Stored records
%%

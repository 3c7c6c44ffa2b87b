//! Child process handle shared by the controller, monitor and watchdog.
//!
//! The handle only ever moves toward "more terminal": running → exited →
//! reaped. Whichever thread reaps first stores the [`ExitRecord`]; every
//! other waiter picks it up from the condvar. Termination of a child that is
//! already reaped is a no-op, and signals go through a pidfd when the kernel
//! offers one so a recycled pid is never hit.

use crate::config::types::{Result, SandboxError};
use crate::kernel::accounting::ResourceUsage;
use crate::kernel::fd::poll_fd;
use nix::sys::signal::{kill, Signal};
use nix::unistd::Pid;
use std::io;
use std::os::fd::{AsRawFd, FromRawFd, OwnedFd, RawFd};
use std::sync::atomic::{AtomicBool, AtomicU64, Ordering};
use std::sync::{Condvar, Mutex, MutexGuard, PoisonError};
use std::time::{Duration, Instant};

/// How long a waiter that lost the reaping race waits for the winner to
/// publish the record.
const REAP_HANDOFF_TIMEOUT: Duration = Duration::from_secs(5);

/// Poll period used when no pidfd is available.
const FALLBACK_POLL_INTERVAL: Duration = Duration::from_millis(10);

/// How the child ended
#[derive(Clone, Copy, Debug, PartialEq, Eq)]
pub enum ExitStatus {
    /// Normal exit with the program's own code
    Exited(i32),
    /// Killed by a signal this controller did not send
    Signaled(i32),
    /// Killed by this controller (watchdog, monitor, or `wait` timeout)
    Terminated,
}

impl ExitStatus {
    fn decode(status: libc::c_int, forced: bool) -> Self {
        if libc::WIFEXITED(status) {
            ExitStatus::Exited(libc::WEXITSTATUS(status))
        } else if libc::WIFSIGNALED(status) {
            let signal = libc::WTERMSIG(status);
            if forced && signal == libc::SIGKILL {
                ExitStatus::Terminated
            } else {
                ExitStatus::Signaled(signal)
            }
        } else {
            ExitStatus::Signaled(0)
        }
    }

    /// Integer return code: exit code, `-signal`, or the forced sentinel.
    pub fn returncode(&self, forced_exit_code: i32) -> i32 {
        match *self {
            ExitStatus::Exited(code) => code,
            ExitStatus::Signaled(signal) => -signal,
            ExitStatus::Terminated => forced_exit_code,
        }
    }

    pub fn is_forced(&self) -> bool {
        matches!(self, ExitStatus::Terminated)
    }

    /// A SIGKILL death after a limit violation was the enforcement kill,
    /// whether the kernel or this controller sent it.
    pub fn attribute_limit_kill(self, limit_violated: bool) -> Self {
        match self {
            ExitStatus::Signaled(libc::SIGKILL) if limit_violated => ExitStatus::Terminated,
            other => other,
        }
    }
}

/// Final state of a reaped child
#[derive(Clone, Copy, Debug)]
pub struct ExitRecord {
    pub status: ExitStatus,
    pub usage: ResourceUsage,
    pub reaped_at: Instant,
}

fn wait4(pid: Pid, options: libc::c_int) -> io::Result<Option<(libc::c_int, libc::rusage)>> {
    let mut status: libc::c_int = 0;
    // SAFETY: rusage is plain old data; zero is a valid bit pattern.
    let mut usage: libc::rusage = unsafe { std::mem::zeroed() };
    loop {
        // SAFETY: both out-pointers reference live locals.
        let rc = unsafe { libc::wait4(pid.as_raw(), &mut status, options, &mut usage) };
        if rc == pid.as_raw() {
            return Ok(Some((status, usage)));
        }
        if rc == 0 {
            return Ok(None);
        }
        let err = io::Error::last_os_error();
        if err.kind() != io::ErrorKind::Interrupted {
            return Err(err);
        }
    }
}

fn open_pidfd(pid: Pid) -> Option<OwnedFd> {
    // SAFETY: pidfd_open takes a pid and flags and returns a new descriptor.
    let fd = unsafe { libc::syscall(libc::SYS_pidfd_open, pid.as_raw(), 0) };
    if fd >= 0 {
        // SAFETY: the syscall returned a fresh descriptor we now own.
        Some(unsafe { OwnedFd::from_raw_fd(fd as RawFd) })
    } else {
        log::debug!(
            "pidfd_open({}) unavailable, using pid signalling: {}",
            pid,
            io::Error::last_os_error()
        );
        None
    }
}

fn is_echild(err: &io::Error) -> bool {
    err.raw_os_error() == Some(libc::ECHILD)
}

/// Handle to a forked child
pub struct ChildProcess {
    pid: Pid,
    pidfd: Option<OwnedFd>,
    forced: AtomicBool,
    exec_confirmed: AtomicBool,
    fork_image_kb: AtomicU64,
    observed_peak_kb: AtomicU64,
    record: Mutex<Option<ExitRecord>>,
    reaped: Condvar,
}

impl ChildProcess {
    /// Take ownership of a forked child of this process.
    pub(crate) fn new(pid: Pid) -> Self {
        Self {
            pid,
            pidfd: open_pidfd(pid),
            forced: AtomicBool::new(false),
            exec_confirmed: AtomicBool::new(false),
            fork_image_kb: AtomicU64::new(0),
            observed_peak_kb: AtomicU64::new(0),
            record: Mutex::new(None),
            reaped: Condvar::new(),
        }
    }

    pub fn pid(&self) -> Pid {
        self.pid
    }

    /// Whether signalling and exit waits go through a pidfd.
    pub fn has_pidfd(&self) -> bool {
        self.pidfd.is_some()
    }

    pub(crate) fn pidfd(&self) -> Option<RawFd> {
        self.pidfd.as_ref().map(|fd| fd.as_raw_fd())
    }

    pub(crate) fn mark_exec_confirmed(&self) {
        self.exec_confirmed.store(true, Ordering::SeqCst);
    }

    /// The target program replaced the forked image.
    pub fn exec_confirmed(&self) -> bool {
        self.exec_confirmed.load(Ordering::SeqCst)
    }

    pub(crate) fn record_fork_image(&self, kb: u64) {
        self.fork_image_kb.store(kb, Ordering::SeqCst);
    }

    /// Peak RSS of the forked copy before exec; `0` if it was not read.
    pub fn fork_image_kb(&self) -> u64 {
        self.fork_image_kb.load(Ordering::SeqCst)
    }

    pub(crate) fn observe_peak(&self, kb: u64) {
        self.observed_peak_kb.fetch_max(kb, Ordering::SeqCst);
    }

    /// Largest `VmHWM` sampled after exec.
    pub fn observed_peak_kb(&self) -> u64 {
        self.observed_peak_kb.load(Ordering::SeqCst)
    }

    fn lock_record(&self) -> MutexGuard<'_, Option<ExitRecord>> {
        self.record.lock().unwrap_or_else(PoisonError::into_inner)
    }

    /// Record stored by whichever thread reaped the child.
    pub fn exit_record(&self) -> Option<ExitRecord> {
        *self.lock_record()
    }

    fn make_record(&self, status: libc::c_int, usage: &libc::rusage) -> ExitRecord {
        ExitRecord {
            status: ExitStatus::decode(status, self.forced.load(Ordering::SeqCst)),
            usage: ResourceUsage::from(usage),
            reaped_at: Instant::now(),
        }
    }

    fn publish(&self, status: libc::c_int, usage: &libc::rusage) -> ExitRecord {
        let record = self.make_record(status, usage);
        let mut guard = self.lock_record();
        let stored = *guard.get_or_insert(record);
        drop(guard);
        self.reaped.notify_all();
        stored
    }

    fn await_handoff(&self) -> Result<ExitRecord> {
        let guard = self.lock_record();
        let (guard, _) = self
            .reaped
            .wait_timeout_while(guard, REAP_HANDOFF_TIMEOUT, |record| record.is_none())
            .unwrap_or_else(PoisonError::into_inner);
        (*guard).ok_or_else(|| {
            SandboxError::Process(format!(
                "child {} was reaped outside the controller",
                self.pid
            ))
        })
    }

    /// Non-blocking exit check; reaps the child if it has exited.
    pub fn try_wait(&self) -> Result<Option<ExitRecord>> {
        let mut guard = self.lock_record();
        if let Some(record) = *guard {
            return Ok(Some(record));
        }
        match wait4(self.pid, libc::WNOHANG) {
            Ok(Some((status, usage))) => {
                let record = self.make_record(status, &usage);
                *guard = Some(record);
                drop(guard);
                self.reaped.notify_all();
                Ok(Some(record))
            }
            Ok(None) => Ok(None),
            Err(e) if is_echild(&e) => {
                drop(guard);
                self.await_handoff().map(Some)
            }
            Err(e) => Err(SandboxError::Process(format!(
                "wait4({}, WNOHANG): {}",
                self.pid, e
            ))),
        }
    }

    /// Block until the child is reaped.
    pub fn wait(&self) -> Result<ExitRecord> {
        if let Some(record) = self.exit_record() {
            return Ok(record);
        }
        match wait4(self.pid, 0) {
            Ok(Some((status, usage))) => Ok(self.publish(status, &usage)),
            Ok(None) => Err(SandboxError::Process(format!(
                "wait4({}) returned without a status",
                self.pid
            ))),
            Err(e) if is_echild(&e) => self.await_handoff(),
            Err(e) => Err(SandboxError::Process(format!("wait4({}): {}", self.pid, e))),
        }
    }

    /// Wait for exit up to `timeout`; `Ok(None)` if the child is still alive.
    pub fn wait_timeout(&self, timeout: Duration) -> Result<Option<ExitRecord>> {
        let deadline = Instant::now() + timeout;
        loop {
            if let Some(record) = self.try_wait()? {
                return Ok(Some(record));
            }
            let now = Instant::now();
            if now >= deadline {
                return Ok(None);
            }
            let remaining = deadline - now;
            match self.pidfd() {
                Some(fd) => {
                    poll_fd(fd, libc::POLLIN, remaining).map_err(|e| {
                        SandboxError::Process(format!("poll(pidfd {}): {}", self.pid, e))
                    })?;
                }
                None => std::thread::sleep(remaining.min(FALLBACK_POLL_INTERVAL)),
            }
        }
    }

    fn send_kill(&self) -> io::Result<()> {
        match self.pidfd() {
            Some(fd) => {
                // SAFETY: pidfd_send_signal with a null siginfo and no flags.
                let rc = unsafe {
                    libc::syscall(
                        libc::SYS_pidfd_send_signal,
                        fd,
                        libc::SIGKILL,
                        std::ptr::null::<libc::siginfo_t>(),
                        0u32,
                    )
                };
                if rc == 0 {
                    Ok(())
                } else {
                    Err(io::Error::last_os_error())
                }
            }
            None => kill(self.pid, Signal::SIGKILL)
                .map_err(|errno| io::Error::from_raw_os_error(errno as i32)),
        }
    }

    /// Send SIGKILL unless the child is already reaped.
    ///
    /// Returns whether a signal was delivered. A child that is already gone
    /// yields `Ok(false)`, never an error.
    pub fn terminate(&self) -> Result<bool> {
        let guard = self.lock_record();
        if guard.is_some() {
            return Ok(false);
        }
        self.forced.store(true, Ordering::SeqCst);
        let delivered = self.send_kill();
        // The unreaped leader pins its pid as a group id, so this never
        // reaches an unrelated group.
        let _ = kill(Pid::from_raw(-self.pid.as_raw()), Signal::SIGKILL);
        drop(guard);
        match delivered {
            Ok(()) => Ok(true),
            Err(e) if e.raw_os_error() == Some(libc::ESRCH) => Ok(false),
            Err(e) => Err(SandboxError::Process(format!(
                "failed to kill child {}: {}",
                self.pid, e
            ))),
        }
    }

    /// SIGKILL whatever is left of the child's process group.
    ///
    /// The child leads its own session, and the kernel keeps a group id
    /// allocated while any member lives, so this stays safe after the
    /// leader was reaped. Returns whether any process was signalled.
    pub fn kill_group(&self) -> bool {
        kill(Pid::from_raw(-self.pid.as_raw()), Signal::SIGKILL).is_ok()
    }

    /// Terminate and block until reaped.
    pub fn terminate_and_reap(&self) -> Result<ExitRecord> {
        self.terminate()?;
        self.wait()
    }
}

impl std::fmt::Debug for ChildProcess {
    fn fmt(&self, f: &mut std::fmt::Formatter<'_>) -> std::fmt::Result {
        f.debug_struct("ChildProcess")
            .field("pid", &self.pid)
            .field("pidfd", &self.pidfd.is_some())
            .field("exit", &self.exit_record().map(|r| r.status))
            .finish()
    }
}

%%

— ACTIVITY —
Once you find the line with "use crate::kernel::fd::poll_fd;" above, print it and every line after it up to and including the line with "const REAP_HANDOFF_TIMEOUT: Duration", exactly as written and nothing else.

— TASK OUTPUT —
use crate::kernel::fd::poll_fd;
use nix::sys::signal::{kill, Signal};
use nix::unistd::Pid;
use std::io;
use std::os::fd::{AsRawFd, FromRawFd, OwnedFd, RawFd};
use std::sync::atomic::{AtomicBool, AtomicU64, Ordering};
use std::sync::{Condvar, Mutex, MutexGuard, PoisonError};
use std::time::{Duration, Instant};

/// How long a waiter that lost the reaping race waits for the winner to
/// publish the record.
const REAP_HANDOFF_TIMEOUT: Duration = Duration::from_secs(5);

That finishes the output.